// audiotag
// Copyright (c) 2026 The audiotag developers.
//
// This Source Code Form is subject to the terms of the Mozilla Public
// License, v. 2.0. If a copy of the MPL was not distributed with this
// file, You can obtain one at https://mozilla.org/MPL/2.0/.

//! The 10-byte ID3v2 tag header.

use audiotag_core::config::Id3v2Version;
use audiotag_core::errors::{AudioTagError, Id3v2Error, Result};
use audiotag_core::io::{ByteReader, ByteWriter};

pub fn major_version(version: Id3v2Version) -> u8 {
    match version {
        Id3v2Version::V3 => 3,
        Id3v2Version::V4 => 4,
    }
}

/// v2.4 syncsafe-encodes the frame size; v2.3 uses a plain big-endian `u32`.
pub fn frame_size_is_syncsafe(version: Id3v2Version) -> bool {
    matches!(version, Id3v2Version::V4)
}

#[derive(Debug, Clone, Copy)]
pub struct Header {
    pub version: Id3v2Version,
    pub unsynchronisation: bool,
    pub has_extended_header: bool,
    pub experimental: bool,
    pub has_footer: bool,
    /// Size of the tag body (frames + padding), excluding the 10-byte header.
    pub tag_size: u32,
}

impl Header {
    pub const SIZE: usize = 10;

    /// Parses the header from the first 10 bytes of a file. Returns `Ok(None)` when the buffer is
    /// too short or does not begin with the `ID3` marker (tag absent, not an error for strip).
    pub fn parse(buf: &[u8]) -> Result<Option<Header>> {
        if buf.len() < Header::SIZE || &buf[0..3] != b"ID3" {
            return Ok(None);
        }

        let mut reader = ByteReader::new(&buf[0..Header::SIZE]);
        reader.skip(3)?;
        let major = reader.read_u8()?;
        let _revision = reader.read_u8()?;
        let flags = reader.read_u8()?;
        let tag_size = reader.read_syncsafe_u32()?;

        let version = match major {
            3 => Id3v2Version::V3,
            4 => Id3v2Version::V4,
            other => {
                return Err(AudioTagError::Id3v2(Id3v2Error::UnsupportedVersion { major: other, minor: 0 }))
            }
        };

        Ok(Some(Header {
            version,
            unsynchronisation: flags & 0x80 != 0,
            has_extended_header: flags & 0x40 != 0,
            experimental: flags & 0x20 != 0,
            has_footer: version == Id3v2Version::V4 && flags & 0x10 != 0,
            tag_size,
        }))
    }

    pub fn total_size(&self) -> u64 {
        Header::SIZE as u64 + self.tag_size as u64
    }

    pub fn write(&self, writer: &mut ByteWriter) {
        writer.write_bytes(b"ID3");
        writer.write_u8(major_version(self.version));
        writer.write_u8(0);

        let mut flags = 0u8;
        if self.unsynchronisation {
            flags |= 0x80;
        }
        writer.write_u8(flags);
        writer.write_syncsafe_u32(self.tag_size);
    }
}
// audiotag
// Copyright (c) 2026 The audiotag developers.
//
// This Source Code Form is subject to the terms of the Mozilla Public
// License, v. 2.0. If a copy of the MPL was not distributed with this
// file, You can obtain one at https://mozilla.org/MPL/2.0/.

//! The chapter-interchange adapter surface: a pure pass-through between [`ChapterList`] and
//! external text codecs. No adapter implementations live here — LRC, WebVTT, SRT, TTML, Podlove
//! JSON/XML, Podcast-Namespace JSON, mp4chaps, and ffmetadata are external collaborators that
//! register their own [`ChapterFormatAdapter`] under one of [`RECOGNIZED_FORMAT_TAGS`].

use std::collections::HashMap;

use audiotag_core::errors::{AudioTagError, ExportError, Result};
use audiotag_core::model::ChapterList;

/// Format tags the façade recognizes well enough to route, without implementing any of them.
pub const RECOGNIZED_FORMAT_TAGS: &[&str] = &[
    "podlove-json",
    "podlove-xml",
    "mp4chaps",
    "ffmetadata",
    "markdown",
    "podcast-ns",
    "lrc",
    "ttml",
    "webvtt",
    "srt",
    "cue",
];

/// Converts a [`ChapterList`] to and from one external text format.
///
/// Chapter titles, start times, and URLs round-trip through every adapter; end times are not
/// guaranteed to, since not every interchange format carries them explicitly.
pub trait ChapterFormatAdapter: Send + Sync {
    fn export(&self, chapters: &ChapterList) -> Result<String>;
    fn import(&self, text: &str) -> Result<ChapterList>;
}

/// A caller-populated table from format tag to adapter. Empty by default.
#[derive(Default)]
pub struct AdapterRegistry {
    adapters: HashMap<String, Box<dyn ChapterFormatAdapter>>,
}

impl AdapterRegistry {
    pub fn new() -> Self {
        AdapterRegistry::default()
    }

    pub fn register(&mut self, format: impl Into<String>, adapter: Box<dyn ChapterFormatAdapter>) {
        self.adapters.insert(format.into(), adapter);
    }

    pub fn get(&self, format: &str) -> Option<&dyn ChapterFormatAdapter> {
        self.adapters.get(format).map(|a| a.as_ref())
    }

    pub fn export(&self, format: &str, chapters: &ChapterList) -> Result<String> {
        self.get(format)
            .ok_or_else(|| AudioTagError::Export(ExportError::InvalidFormat(format.to_string())))?
            .export(chapters)
    }

    pub fn import(&self, format: &str, text: &str) -> Result<ChapterList> {
        self.get(format)
            .ok_or_else(|| AudioTagError::Export(ExportError::InvalidFormat(format.to_string())))?
            .import(text)
    }
}

#[cfg(test)]
mod tests {
    use super::*;
    use audiotag_core::model::{AudioTimestamp, Chapter};

    struct PipeSeparated;

    impl ChapterFormatAdapter for PipeSeparated {
        fn export(&self, chapters: &ChapterList) -> Result<String> {
            Ok(chapters.iter().map(|c| format!("{}|{}", c.start.as_millis(), c.title)).collect::<Vec<_>>().join("\n"))
        }

        fn import(&self, text: &str) -> Result<ChapterList> {
            let mut list = ChapterList::new();
            for (i, line) in text.lines().enumerate() {
                let (ms, title) = line.split_once('|').unwrap();
                list.append(Chapter::new(format!("c{i}"), AudioTimestamp::from_millis(ms.parse().unwrap()), title));
            }
            Ok(list)
        }
    }

    #[test]
    fn registry_round_trips_through_a_registered_adapter() {
        let mut registry = AdapterRegistry::new();
        registry.register("pipe", Box::new(PipeSeparated));

        let mut chapters = ChapterList::new();
        chapters.append(Chapter::new("a", AudioTimestamp::from_millis(0), "Intro"));
        chapters.append(Chapter::new("b", AudioTimestamp::from_millis(1000), "Body"));

        let text = registry.export("pipe", &chapters).unwrap();
        let back = registry.import("pipe", &text).unwrap();
        assert_eq!(back.len(), 2);
        assert_eq!(back.as_slice()[1].title, "Body");
    }

    #[test]
    fn unregistered_format_is_an_error() {
        let registry = AdapterRegistry::new();
        assert!(registry.export("lrc", &ChapterList::new()).is_err());
    }
}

______________________________

Task directions => Retype each entry exactly, missing none.

Solution to this task =>
// audiotag
// Copyright (c) 2026 The audiotag developers.
//
// This Source Code Form is subject to the terms of the Mozilla Public
// License, v. 2.0. If a copy of the MPL was not distributed with this
// file, You can obtain one at https://mozilla.org/MPL/2.0/.

//! The 10-byte ID3v2 tag header.

use audiotag_core::config::Id3v2Version;
use audiotag_core::errors::{AudioTagError, Id3v2Error, Result};
use audiotag_core::io::{ByteReader, ByteWriter};

pub fn major_version(version: Id3v2Version) -> u8 {
    match version {
        Id3v2Version::V3 => 3,
        Id3v2Version::V4 => 4,
    }
}

/// v2.4 syncsafe-encodes the frame size; v2.3 uses a plain big-endian `u32`.
pub fn frame_size_is_syncsafe(version: Id3v2Version) -> bool {
    matches!(version, Id3v2Version::V4)
}

#[derive(Debug, Clone, Copy)]
pub struct Header {
    pub version: Id3v2Version,
    pub unsynchronisation: bool,
    pub has_extended_header: bool,
    pub experimental: bool,
    pub has_footer: bool,
    /// Size of the tag body (frames + padding), excluding the 10-byte header.
    pub tag_size: u32,
}

impl Header {
    pub const SIZE: usize = 10;

    /// Parses the header from the first 10 bytes of a file. Returns `Ok(None)` when the buffer is
    /// too short or does not begin with the `ID3` marker (tag absent, not an error for strip).
    pub fn parse(buf: &[u8]) -> Result<Option<Header>> {
        if buf.len() < Header::SIZE || &buf[0..3] != b"ID3" {
            return Ok(None);
        }

        let mut reader = ByteReader::new(&buf[0..Header::SIZE]);
        reader.skip(3)?;
        let major = reader.read_u8()?;
        let _revision = reader.read_u8()?;
        let flags = reader.read_u8()?;
        let tag_size = reader.read_syncsafe_u32()?;

        let version = match major {
            3 => Id3v2Version::V3,
            4 => Id3v2Version::V4,
            other => {
                return Err(AudioTagError::Id3v2(Id3v2Error::UnsupportedVersion { major: other, minor: 0 }))
            }
        };

        Ok(Some(Header {
            version,
            unsynchronisation: flags & 0x80 != 0,
            has_extended_header: flags & 0x40 != 0,
            experimental: flags & 0x20 != 0,
            has_footer: version == Id3v2Version::V4 && flags & 0x10 != 0,
            tag_size,
        }))
    }

    pub fn total_size(&self) -> u64 {
        Header::SIZE as u64 + self.tag_size as u64
    }

    pub fn write(&self, writer: &mut ByteWriter) {
        writer.write_bytes(b"ID3");
        writer.write_u8(major_version(self.version));
        writer.write_u8(0);

        let mut flags = 0u8;
        if self.unsynchronisation {
            flags |= 0x80;
        }
        writer.write_u8(flags);
        writer.write_syncsafe_u32(self.tag_size);
    }
}
// audiotag
// Copyright (c) 2026 The audiotag developers.
//
// This Source Code Form is subject to the terms of the Mozilla Public
// License, v. 2.0. If a copy of the MPL was not distributed with this
// file, You can obtain one at https://mozilla.org/MPL/2.0/.

//! The chapter-interchange adapter surface: a pure pass-through between [`ChapterList`] and
//! external text codecs. No adapter implementations live here — LRC, WebVTT, SRT, TTML, Podlove
//! JSON/XML, Podcast-Namespace JSON, mp4chaps, and ffmetadata are external collaborators that
//! register their own [`ChapterFormatAdapter`] under one of [`RECOGNIZED_FORMAT_TAGS`].

use std::collections::HashMap;

use audiotag_core::errors::{AudioTagError, ExportError, Result};
use audiotag_core::model::ChapterList;

/// Format tags the façade recognizes well enough to route, without implementing any of them.
pub const RECOGNIZED_FORMAT_TAGS: &[&str] = &[
    "podlove-json",
    "podlove-xml",
    "mp4chaps",
    "ffmetadata",
    "markdown",
    "podcast-ns",
    "lrc",
    "ttml",
    "webvtt",
    "srt",
    "cue",
];

/// Converts a [`ChapterList`] to and from one external text format.
///
/// Chapter titles, start times, and URLs round-trip through every adapter; end times are not
/// guaranteed to, since not every interchange format carries them explicitly.
pub trait ChapterFormatAdapter: Send + Sync {
    fn export(&self, chapters: &ChapterList) -> Result<String>;
    fn import(&self, text: &str) -> Result<ChapterList>;
}

/// A caller-populated table from format tag to adapter. Empty by default.
#[derive(Default)]
pub struct AdapterRegistry {
    adapters: HashMap<String, Box<dyn ChapterFormatAdapter>>,
}

impl AdapterRegistry {
    pub fn new() -> Self {
        AdapterRegistry::default()
    }

    pub fn register(&mut self, format: impl Into<String>, adapter: Box<dyn ChapterFormatAdapter>) {
        self.adapters.insert(format.into(), adapter);
    }

    pub fn get(&self, format: &str) -> Option<&dyn ChapterFormatAdapter> {
        self.adapters.get(format).map(|a| a.as_ref())
    }

    pub fn export(&self, format: &str, chapters: &ChapterList) -> Result<String> {
        self.get(format)
            .ok_or_else(|| AudioTagError::Export(ExportError::InvalidFormat(format.to_string())))?
            .export(chapters)
    }

    pub fn import(&self, format: &str, text: &str) -> Result<ChapterList> {
        self.get(format)
            .ok_or_else(|| AudioTagError::Export(ExportError::InvalidFormat(format.to_string())))?
            .import(text)
    }
}

#[cfg(test)]
mod tests {
    use super::*;
    use audiotag_core::model::{AudioTimestamp, Chapter};

    struct PipeSeparated;

    impl ChapterFormatAdapter for PipeSeparated {
        fn export(&self, chapters: &ChapterList) -> Result<String> {
            Ok(chapters.iter().map(|c| format!("{}|{}", c.start.as_millis(), c.title)).collect::<Vec<_>>().join("\n"))
        }

        fn import(&self, text: &str) -> Result<ChapterList> {
            let mut list = ChapterList::new();
            for (i, line) in text.lines().enumerate() {
                let (ms, title) = line.split_once('|').unwrap();
                list.append(Chapter::new(format!("c{i}"), AudioTimestamp::from_millis(ms.parse().unwrap()), title));
            }
            Ok(list)
        }
    }

    #[test]
    fn registry_round_trips_through_a_registered_adapter() {
        let mut registry = AdapterRegistry::new();
        registry.register("pipe", Box::new(PipeSeparated));

        let mut chapters = ChapterList::new();
        chapters.append(Chapter::new("a", AudioTimestamp::from_millis(0), "Intro"));
        chapters.append(Chapter::new("b", AudioTimestamp::from_millis(1000), "Body"));

        let text = registry.export("pipe", &chapters).unwrap();
        let back = registry.import("pipe", &text).unwrap();
        assert_eq!(back.len(), 2);
        assert_eq!(back.as_slice()[1].title, "Body");
    }

    #[test]
    fn unregistered_format_is_an_error() {
        let registry = AdapterRegistry::new();
        assert!(registry.export("lrc", &ChapterList::new()).is_err());
    }
}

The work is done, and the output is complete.